He raised up the bowl and started yelling in his native tongue, short and sharp words that seemed to sink into you like rain, tangible and real.
Perry immediately reacted. She began writhing back and forth underneath the straps, panting hard like a wild beast. Motherfucking steam rose from her body, giving me the chills. What the shit was happening?
Roman was relentless. He was fueled by the beast’s misery, by Perry’s agonizing reaction. It was hard to watch but I couldn’t look away, no matter how hard I tried. The floor, Ada’s tortured face, Bird’s steady drumming; I kept being drawn back to Perry, like she wanted me to watch. Like it helped in some way.
Roman paused and dipped his thumbs into the wooden bowl until they were blackened with soot, then approached her.
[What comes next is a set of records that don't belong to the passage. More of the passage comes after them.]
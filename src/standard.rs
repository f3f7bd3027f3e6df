//! Bit-field constants from NMRA S-9.2 (baseline packets) and RP-9.2.1
//! (extended packet formats).
//!
//! Values are kept byte-aligned with the wire layout so builders and
//! classifiers can combine them with plain masking. Instruction space the
//! core only passes through (consist control, CV access, binary state
//! control) is listed as well, since raw hex commands may legitimately carry
//! it.

//==================================================================================================
// Packet geometry
//==================================================================================================

/// Baseline packets carry 3 data bytes, extended packets up to 6.
pub const DATA_SIZE_MIN: usize = 3;
pub const DATA_SIZE_MAX: usize = 6;

//==================================================================================================
// Primary address partitions (RP-9.2.1 section A)
//==================================================================================================

pub const ADDRESS_BROADCAST: u8 = 0x00;
pub const ADDRESS_IDLE: u8 = 0xFF;

pub const ADDRESS_SHORT_MASK: u8 = 0x7F;
pub const ADDRESS_SHORT_MIN: u8 = 0x01;
pub const ADDRESS_SHORT_MAX: u8 = 0x7F;

/// First byte of every accessory packet: `10AAAAAA`.
pub const ADDRESS_ACCESSORY_MIN: u8 = 0x80;
pub const ADDRESS_ACCESSORY_MAX: u8 = 0xBF;
pub const ADDRESS_ACCESSORY_BROADCAST: u8 = 0xBF;

/// 14-bit addresses span two bytes; the first is `11AAAAAA` below 0xE8.
pub const ADDRESS_LONG_MASK: u8 = 0x3F;
pub const ADDRESS_LONG_MIN: u8 = 0xC0;
pub const ADDRESS_LONG_MAX: u8 = 0xE7;

pub const ADDRESS_RESERVED_MIN: u8 = 0xE8;
pub const ADDRESS_RESERVED_MAX: u8 = 0xFE;

//==================================================================================================
// Multi-function instruction type field (RP-9.2.1 section C)
//==================================================================================================

pub const MF_KIND2_MASK: u8 = 0xC0;
pub const MF_KIND3_MASK: u8 = 0xE0;
pub const MF_KIND4_MASK: u8 = 0xF0;
pub const MF_KIND8_MASK: u8 = 0xFF;

/// Both speed-and-direction instruction types share bit 6.
pub const MF_KIND2_SPEED_OPERATION: u8 = 0x40;

pub const MF_KIND3_CONTROL: u8 = 0x00;
pub const MF_KIND3_ADVANCED_OPERATION: u8 = 0x20;
pub const MF_KIND3_REVERSE_OPERATION: u8 = 0x40;
pub const MF_KIND3_FORWARD_OPERATION: u8 = 0x60;
pub const MF_KIND3_F0_F4: u8 = 0x80;
pub const MF_KIND3_F5_F12: u8 = 0xA0;
pub const MF_KIND3_FUTURE_EXPANSION: u8 = 0xC0;
pub const MF_KIND3_CONFIG_VARIABLE_ACCESS: u8 = 0xE0;

//==================================================================================================
// Decoder and consist control (instruction type 000)
//==================================================================================================

pub const MF_KIND4_DECODER_CONTROL: u8 = 0x00;
pub const MF_DECODER_CONTROL_MASK: u8 = 0x0F;

/// `0000 0000`: erase volatile state, return to the power-up operating point.
pub const MF_DECODER_SOFT_RESET: u8 = 0x00;
/// `0000 0001`: factory-reset CV 29/31/32 and consist address, then soft reset.
pub const MF_DECODER_HARD_RESET: u8 = 0x01;
pub const MF_DECODER_FACTORY_TEST: u8 = 0x02;
pub const MF_DECODER_SET_FLAGS: u8 = 0x07;
pub const MF_DECODER_SET_SHORT_ADDRESS: u8 = 0x0A;
pub const MF_DECODER_SET_LONG_ADDRESS: u8 = 0x0B;
pub const MF_DECODER_ACKNOWLEDGMENT: u8 = 0x0F;

pub const MF_KIND4_CONSIST_CONTROL: u8 = 0x10;
pub const MF_CONSIST_CONTROL_MASK: u8 = 0x0F;
pub const MF_CONSIST_SET_ADDRESS_NORMAL: u8 = 0x02;
pub const MF_CONSIST_SET_ADDRESS_REVERSE: u8 = 0x03;
pub const MF_CONSIST_ADDRESS_MASK: u8 = 0x7F;

//==================================================================================================
// Advanced operations (instruction type 001)
//==================================================================================================

/// `001 11111`: 128-step speed control, speed byte follows.
pub const MF_KIND8_SPEED_128: u8 = 0x3F;
/// `001 11110`: restricted speed step instruction.
pub const MF_KIND8_SPEED_LIMIT: u8 = 0x3E;

pub const MF_SPEED_128_MASK: u8 = 0x7F;
pub const MF_SPEED_128_STOP: u8 = 0x00;
pub const MF_SPEED_128_EMERGENCY_STOP: u8 = 0x01;
pub const MF_SPEED_128_MIN: u8 = 0x02;
pub const MF_SPEED_128_MAX: u8 = 0x7F;
pub const MF_SPEED_128_DIRECTION_MASK: u8 = 0x80;
pub const MF_SPEED_128_FORWARD: u8 = 0x80;
pub const MF_SPEED_128_REVERSE: u8 = 0x00;

//==================================================================================================
// Speed and direction (instruction types 010 and 011)
//==================================================================================================

pub const MF_SPEED_14_MASK: u8 = 0x0F;
pub const MF_SPEED_14_STOP: u8 = 0x00;
pub const MF_SPEED_14_EMERGENCY_STOP: u8 = 0x01;
pub const MF_SPEED_14_MIN: u8 = 0x02;
pub const MF_SPEED_14_MAX: u8 = 0x0F;

/// 28-step speed values interleave the intermediate-step bit: the four high
/// bits land in bits 3..0 and the least significant bit lands in bit 4.
pub const MF_SPEED_28_MASK: u8 = 0x1F;
pub const MF_SPEED_28_STOP: u8 = 0x00;
pub const MF_SPEED_28_EMERGENCY_STOP: u8 = 0x02;
pub const MF_SPEED_28_MIN: u8 = 0x04;
pub const MF_SPEED_28_MAX: u8 = 0x1F;

pub const MF_SPEED_28_HBIT_MASK: u8 = 0x0F;
pub const MF_SPEED_28_HBIT_SHIFT: u8 = 1;
pub const MF_SPEED_28_LBIT_MASK: u8 = 0x10;
pub const MF_SPEED_28_LBIT_SHIFT: u8 = 4;

//==================================================================================================
// Function groups (instruction types 100, 101 and 110 sub-instructions)
//==================================================================================================

pub const MF_FUNCTION_F0_F4_MASK: u8 = 0x1F;
pub const MF_FUNCTION_F0: u8 = 0x10;
pub const MF_FUNCTION_F1: u8 = 0x01;
pub const MF_FUNCTION_F2: u8 = 0x02;
pub const MF_FUNCTION_F3: u8 = 0x04;
pub const MF_FUNCTION_F4: u8 = 0x08;

/// Function group two selects F5-F8 or F9-F12 with bit 4.
pub const MF_KIND4_F5_F8: u8 = 0xB0;
pub const MF_KIND4_F9_F12: u8 = 0xA0;
pub const MF_FUNCTION_F5_F8_MASK: u8 = 0x0F;
pub const MF_FUNCTION_F9_F12_MASK: u8 = 0x0F;

/// Feature expansion sub-instructions carrying one extra data byte.
pub const MF_KIND8_LONG_STATE_CONTROL: u8 = 0xC0;
pub const MF_KIND8_SHORT_STATE_CONTROL: u8 = 0xDD;
pub const MF_KIND8_F13_F20: u8 = 0xDE;
pub const MF_KIND8_F21_F28: u8 = 0xDF;

//==================================================================================================
// Configuration variable access (instruction type 111)
//==================================================================================================

pub const MF_KIND4_CV_SHORT_ACCESS: u8 = 0xF0;
pub const MF_CV_SHORT_MASK: u8 = 0x0F;
pub const MF_CV_SHORT_ACCELERATION: u8 = 0x02;
pub const MF_CV_SHORT_DECELERATION: u8 = 0x03;

pub const MF_KIND4_CV_LONG_ACCESS: u8 = 0xE0;
pub const CV_LONG_OP_MASK: u8 = 0x0C;
pub const CV_VERIFY: u8 = 0x04;
pub const CV_WRITE: u8 = 0x0C;
pub const CV_BIT_OP: u8 = 0x08;

//==================================================================================================
// Accessory decoders (RP-9.2.1 section D)
//==================================================================================================

/// Bit 7 of the second byte separates basic (`1AAACDDD`) from extended
/// (`0AAA0AA1`) accessory packets.
pub const ACCESSORY_KIND_MASK: u8 = 0x80;
pub const ACCESSORY_KIND_BASIC: u8 = 0x80;
pub const ACCESSORY_KIND_EXTENDED: u8 = 0x00;
/// Constant low bit of the extended accessory second byte.
pub const ACCESSORY_EXTENDED_FLAG: u8 = 0x01;

pub const BA_ADDRESS_MASK_1: u8 = 0x3F;
/// High address bits of the 9-bit address, stored ones-complemented.
pub const BA_ADDRESS_MASK_2: u8 = 0x70;
pub const BA_ADDRESS_SHIFT: u8 = 2;

pub const BA_PAIR_MASK: u8 = 0x06;
pub const BA_PAIR_SHIFT: u8 = 1;
pub const BA_OUTPUT_MASK: u8 = 0x01;

pub const BA_ACTIVATE_MASK: u8 = 0x08;
pub const BA_ACTIVATE: u8 = 0x08;
pub const BA_DEACTIVATE: u8 = 0x00;

pub const BA_ADDRESS_BROADCAST: u16 = 0x1FF;

pub const EA_ADDRESS_MASK_1: u8 = 0x3F;
/// Middle address bits of the 11-bit address, stored ones-complemented.
pub const EA_ADDRESS_MASK_2: u8 = 0x70;
pub const EA_ADDRESS_MASK_3: u8 = 0x06;
pub const EA_ADDRESS_SHIFT_2: u8 = 2;
pub const EA_ADDRESS_SHIFT_3: u8 = 8;

pub const EA_STATE_MASK: u8 = 0x1F;
/// Aspect 0 is the absolute stop aspect.
pub const EA_STATE_STOP: u8 = 0x00;
pub const EA_STATE_MAX: u8 = 0x1F;

pub const EA_ADDRESS_BROADCAST: u16 = 0x7FF;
She flung her head back and forth, trying to escape his hands but he succeeded in getting one swipe down her cheek.
Then she bit him on the hand.
I cried out as the blood ran down her chin. I couldn’t help it. To say I was horrified was an understatement
But I wasn’t the one doing the exorcist. Roman didn’t seem to feel any terror. He jabbed an ink-black thumb straight into Perry’s forehead and her head flew back from the force, letting go of his hand, which he calmly took back.
The monster smiled, bloody teeth, bloody lips, bloody gums. Perry was completely gone. And as if it needed to hammer that point right on home, it spoke through her, in a voice that I’d never forget. A voice straight out of the earth, omnipresent and overpowering.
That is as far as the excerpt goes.